In turn, the study has found no significant differences between the normophonic and benign groups. The results can be explained by the fact that SAI better reflects increased stiffness of a vocal fold than increased masses. Benign vocal fold lesions, frequently in a polypoid form, result in an increased mass of the vocal fold with edema of the superficial layer of the vocal fold mucosa but not in increased stiffness of the vocal fold cover. In polypoid corditis, the mass is frequently isodense with the surrounding layer. It frequently has a jellylike consistency and oscillates well [
3]. This means an increase in mass but not an increase in the stiffness of the vocal fold structures. Therefore, in the group with benign glottal lesions, the average value of the coefficient SAI was significantly lower than in the group with a malignant glottal lesion.
The proposed index may differentiate between organic lesions that lead to increased stiffness of the affected vocal fold. The findings reported in the literature on organic and hypertrophic glottal lesions analyzed with HSV have emphasized that asymmetry of vocal fold oscillation may be due to asymmetry in the mass, tension, and elasticity or pliability of vocal folds. We have proposed a quantitative parameter that compares the mechanical properties and the symmetry of each vocal fold. Some authors have emphasized that in the case of voice disorders caused by massive glottal damage, the assessment of vibration characteristics, e.g., the fundamental frequency F0 (pitch) and intensity, should be done for each vocal fold separately [
44,
46,
48]. Characterizing the vibration of the individual vocal folds with the application of SAI can provide valuable information about the texture of the tissue of each vocal fold, which is important in the diagnosis of early glottic cancer. High values of SAI indicate large non-vibrating vocal fold areas characteristic of infiltrative lesions such as invasive carcinoma. This important clinical information can help assess the depth of the vocal fold invasion prior to a direct histologic examination and help guide otolaryngologists attempting endoscopic resection by cordectomy. The usefulness of an objective assessment of the stiffness of the vocal folds resulting from a deep infiltration of its structures in early glottic cancer for the surgeon prior to the surgery could not be overestimated.

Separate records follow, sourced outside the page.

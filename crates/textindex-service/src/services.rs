//! Provides the internal shared services and a way to initialize them.
//!
//! One [`SharedServices`] instance is constructed at process start and lives
//! until process exit. It owns the process-wide caches and hands them to the
//! assembler by shared ownership; nothing here goes through ambient global
//! state, so tests construct their own instance in isolation.

use std::sync::Arc;

use crate::assembler::IndexAssembler;
use crate::caching::DirectoryCache;
use crate::config::Config;
use crate::index::IndexCache;

pub struct SharedServices {
    pub config: Config,
    pub directories: Arc<DirectoryCache>,
    pub indexes: Arc<IndexCache>,
    pub assembler: IndexAssembler,
}

impl SharedServices {
    pub fn new(config: Config) -> Self {
        let directories = Arc::new(DirectoryCache::new());
        let indexes = Arc::new(IndexCache::new());
        let assembler = IndexAssembler::new(Arc::clone(&directories), Arc::clone(&indexes));

        Self {
            config,
            directories,
            indexes,
            assembler,
        }
    }
}
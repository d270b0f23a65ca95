use std::fmt;
use std::fs;
use std::path::Path;

use anyhow::{Context, Result};
use serde::{Deserialize, Deserializer, de};
use tracing::level_filters::LevelFilter;

/// Controls the log format
#[derive(Clone, Copy, Debug, Eq, PartialEq, Deserialize)]
#[serde(rename_all = "lowercase")]
pub enum LogFormat {
    /// Auto detect (pretty for tty, simplified for other)
    Auto,
    /// With colors
    Pretty,
    /// Simplified log output
    Simplified,
    /// Dump out JSON lines
    Json,
}

/// Controls the logging system.
#[derive(Clone, Debug, Deserialize)]
#[serde(default)]
pub struct Logging {
    /// The log level for the service.
    #[serde(deserialize_with = "deserialize_level_filter")]
    pub level: LevelFilter,
    /// Controls the log format.
    pub format: LogFormat,
    /// When set to true, backtraces are forced on.
    pub enable_backtraces: bool,
}

impl Default for Logging {
    fn default() -> Self {
        Logging {
            level: LevelFilter::INFO,
            format: LogFormat::Auto,
            enable_backtraces: true,
        }
    }
}

/// The service configuration.
#[derive(Clone, Debug, Default, Deserialize)]
#[serde(default)]
pub struct Config {
    /// Logging configuration
    pub logging: Logging,
}

impl Config {
    pub fn get(path: Option<&Path>) -> Result<Self> {
        match path {
            Some(path) => Self::from_reader(
                fs::File::open(path).context("failed to open configuration file")?,
            ),
            None => Ok(Config::default()),
        }
    }

    fn from_reader(mut reader: impl std::io::Read) -> Result<Self> {
        let mut config = String::new();
        reader
            .read_to_string(&mut config)
            .context("failed reading config file")?;
        if config.trim().is_empty() {
            anyhow::bail!("config file empty");
        }
        serde_yaml::from_str(&config).context("failed to parse config YAML")
    }
}

#[derive(Debug)]
struct LevelFilterVisitor;

impl de::Visitor<'_> for LevelFilterVisitor {
    type Value = LevelFilter;

    fn expecting(&self, formatter: &mut fmt::Formatter) -> std::fmt::Result {
        write!(
            formatter,
            r#"one of the strings "off", "error", "warn", "info", "debug", or "trace""#
        )
    }

    fn visit_str<E>(self, v: &str) -> Result<Self::Value, E>
    where
        E: de::Error,
    {
        match v {
            "off" => Ok(LevelFilter::OFF),
            "error" => Ok(LevelFilter::ERROR),
            "warn" => Ok(LevelFilter::WARN),
            "info" => Ok(LevelFilter::INFO),
            "debug" => Ok(LevelFilter::DEBUG),
            "trace" => Ok(LevelFilter::TRACE),
            _ => Err(de::Error::unknown_variant(
                v,
                &["off", "error", "warn", "info", "debug", "trace"],
            )),
        }
    }
}

fn deserialize_level_filter<'de, D: Deserializer<'de>>(
    deserializer: D,
) -> Result<LevelFilter, D::Error> {
    deserializer.deserialize_str(LevelFilterVisitor)
}
pub mod assembler;
pub mod caching;
pub mod config;
pub mod directory;
pub mod index;
pub mod logging;
pub mod node;
pub mod services;
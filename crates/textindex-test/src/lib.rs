//! Helpers for testing the text index service.
//!
//! When writing tests, keep the following points in mind:
//!
//!  - In every test, call [`setup`]. This will set up the logger so that all console output
//!    is captured by the test runner.
//!
//!  - When using [`tempdir`], make sure that the handle to the temp directory is held for the
//!    entire lifetime of the test. When dropped too early, this might silently leak the temp
//!    directory, since the service will create it again lazily on the next open. To avoid
//!    this, assign it to a variable in the test function (e.g. `let _dir = textindex_test::tempdir()`).

use tracing_subscriber::filter::EnvFilter;
use tracing_subscriber::fmt::fmt;

pub use tempfile::TempDir;

/// Setup the test environment.
///
///  - Initializes logs: The logger only captures logs from the `textindex-service` crate and
///    mutes all other logs.
pub fn setup() {
    fmt()
        .with_env_filter(EnvFilter::new("textindex_service=trace"))
        .with_target(false)
        .pretty()
        .with_test_writer()
        .try_init()
        .ok();
}

/// Creates a temporary directory.
///
/// The directory is deleted when the [`TempDir`] instance is dropped. Use it as a guard to
/// automatically clean up after tests.
pub fn tempdir() -> TempDir {
    TempDir::new().unwrap()
}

The methodology detailed in this article for determining SAI is relatively time-consuming and requires appropriate training, especially if it is to be performed by a physician. The determination of SAI currently limits its use in daily clinical practice during the examination of an individual patient. The steepness of the learning curve remains to be verified in daily clinical practice. Furthermore, especially from an oncological point of view, an unequivocal statement on whether the application of SAI allows for differentiation between benign and neoplastic lesions in each vocal fold requires further study on a larger group of patients. Another limitation of this research was that only patients with unilateral lesions were included in the study group. We intentionally did this to determine the stiffness coefficient for the altered vocal fold and make a comparative analysis with a second healthy vocal fold in the same patient. During further studies, we plan to include patients with bilateral vocal fold lesions or patients with laryngeal cancer involving, in addition to the one vocal fold, the anterior commissure or anterior part of the contralateral vocal fold to test the clinical usefulness of the stiffness coefficient assessed before surgery.